Reabilitação das reputações
Como seres humanos, especialmente depois do pecado original, somos sujeitos ao erro e à manipulação. Não é de se estranhar, portanto, que ao longo da história cometêssemos infinitos erros com relação ao caráter das pessoas, fazendo-as morrer com uma imerecida má fama. Analogamente, também são muitos aqueles que vivem uma vida depravada, cheia de maus exemplos e escândalos, mas que, mesmo assim, seguem sendo falsamente reconhecidos como pessoas virtuosas após sua morte. Nos dois casos o dia do Juízo Final haverá de reabilitar as reputações de cada um conforme a verdade de sua conduta: “Serão então revelados a conduta de cada um e o segredo dos corações” (CIC,678) e “Diante de Cristo – que é a Verdade – será definitivamente desvendada a verdade sobre a relação de cada homem com Deus” (CIC,1039). Os justos difamados serão, então, publicamente reconhecidos como bons e os injustos admirados receberão publicamente a merecida vergonha e ignomínia.
Bondade da Providência
Por mais que possamos ser católicos fiéis, confiantes na Divina Providência e confortados pela paternidade divina, frequentemente nos pegamos nos perguntando o porquê de algumas coisas acontecerem. “Como pode Deus permitir que aquela criança tenha uma doença tão horrível? Por que Deus deixa que ideologias tão maléficas triunfem nas mais diversas nações? Como é possível que as pessoas más não recebam punição alguma por todos os males que causam”? Sem dúvida essas questões já passaram pela cabeça de todos em algum momento e a verdade é que, de fato, nunca temos uma resposta concreta para dar a não ser a da Fé.

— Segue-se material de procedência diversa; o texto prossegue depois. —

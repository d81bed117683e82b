use super::mapping::{extract_regions, map_outlook};
use super::{skip_record, SeedContext, Seeder};
use crate::core::executor::{BatchResult, RecordOutcome};
use crate::core::retry::execute_write;
use crate::domain::{EconomicRegion, EntityKind, OutlookRow, Result};
use async_trait::async_trait;
use futures::stream::{self, StreamExt};

/// Seeds economic regions, then the outlook rows that reference them
pub struct OutlookSeeder;

#[async_trait(?Send)]
impl Seeder for OutlookSeeder {
    fn entity(&self) -> EntityKind {
        EntityKind::Outlook
    }

    fn depends_on(&self) -> &'static [EntityKind] {
        &[EntityKind::UnitGroup]
    }

    async fn seed(&self, ctx: &SeedContext, skip: usize) -> Result<BatchResult> {
        let rows = &ctx.sources.outlooks;

        // Regions are not resumable and are always re-applied in full.
        let regions = extract_regions(rows);
        upsert_regions(ctx, &regions).await;

        tracing::info!(rows = rows.len(), skip = skip, "Seeding outlooks");
        Ok(ctx
            .executor
            .run(self.entity().as_str(), rows, skip, |row| seed_outlook(ctx, row))
            .await)
    }
}

async fn upsert_regions(ctx: &SeedContext, regions: &[EconomicRegion]) {
    tracing::info!(regions = regions.len(), "Seeding economic regions");

    let written = stream::iter(regions)
        .map(|region| async move {
            let label = format!("economic_regions:{}", region.region_code);
            execute_write(&label, &ctx.retry, || ctx.store.upsert_region(region))
                .await
                .is_written()
        })
        .buffer_unordered(ctx.fanout_concurrency.max(1))
        .filter(|written| futures::future::ready(*written))
        .count()
        .await;

    if written < regions.len() {
        tracing::warn!(
            regions = regions.len(),
            written = written,
            "Some economic regions were not written"
        );
    } else {
        tracing::info!(written = written, "Economic regions seeded");
    }
}

async fn seed_outlook(ctx: &SeedContext, row: &OutlookRow) -> Result<RecordOutcome> {
    let outlook = match map_outlook(row) {
        Ok(outlook) => outlook,
        Err(reason) => {
            let position = format!(
                "{}/{}",
                row.noc_code.as_deref().unwrap_or("?"),
                row.region_code.as_deref().unwrap_or("?")
            );
            return Ok(skip_record(EntityKind::Outlook, &position, &reason));
        }
    };

    let label = format!(
        "outlooks:{}/{}/{}",
        outlook.classification_code, outlook.region_code, outlook.release_date
    );
    let outcome = execute_write(&label, &ctx.retry, || ctx.store.upsert_outlook(&outlook)).await;
    Ok(outcome.record_outcome())
}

No dia do Juízo Final, contudo, todas essas dúvidas serão esclarecidas. Este será o dia em que veremos como a bondosa mão do Senhor guiava todos os nossos passos e permitia até as coisas mais aparentemente nefastas unicamente para o nosso bem. Tudo aquilo que nos confunde, tenta a nossa fé e nos desmotiva ficará transparente à Verdade de Deus. Ali, “conheceremos o sentido último de toda a obra da criação e de toda a economia da salvação, compreenderemos os caminhos admiráveis pelos quais sua Providência terá conduzido tudo para seu fim último. O juízo final revelará que a justiça de Deus triunfa de todas as injustiças cometidas por suas criaturas e que seu amor é mais forte do que a morte” (CIC,1040).
NADA SERÁ EM VÃO
Vivamos, portanto, com fé, esperança e caridade, sabendo que todas as nossas boas ações, orações e sacrifícios não serão em vão. A realidade dos Novíssimos faz-nos indescritivelmente felizes: saber que nossa história não acaba aqui, que este mundo de sofrimento não é o fim é motivo de extrema alegria! Que nós persigamos todos os dias cumprir a vontade de Deus com amor sincero espelhando-nos sempre no exemplo da santíssima Virgem Maria, que não apenas realizou em tudo a vontade de Deus — “Faça-se em mim segundo a tua palavra” (Lc 1,38) —, como também ensina a Igreja inteira a fazer o mesmo: “Fazei tudo o que Ele vos disser” (Jo 2,5).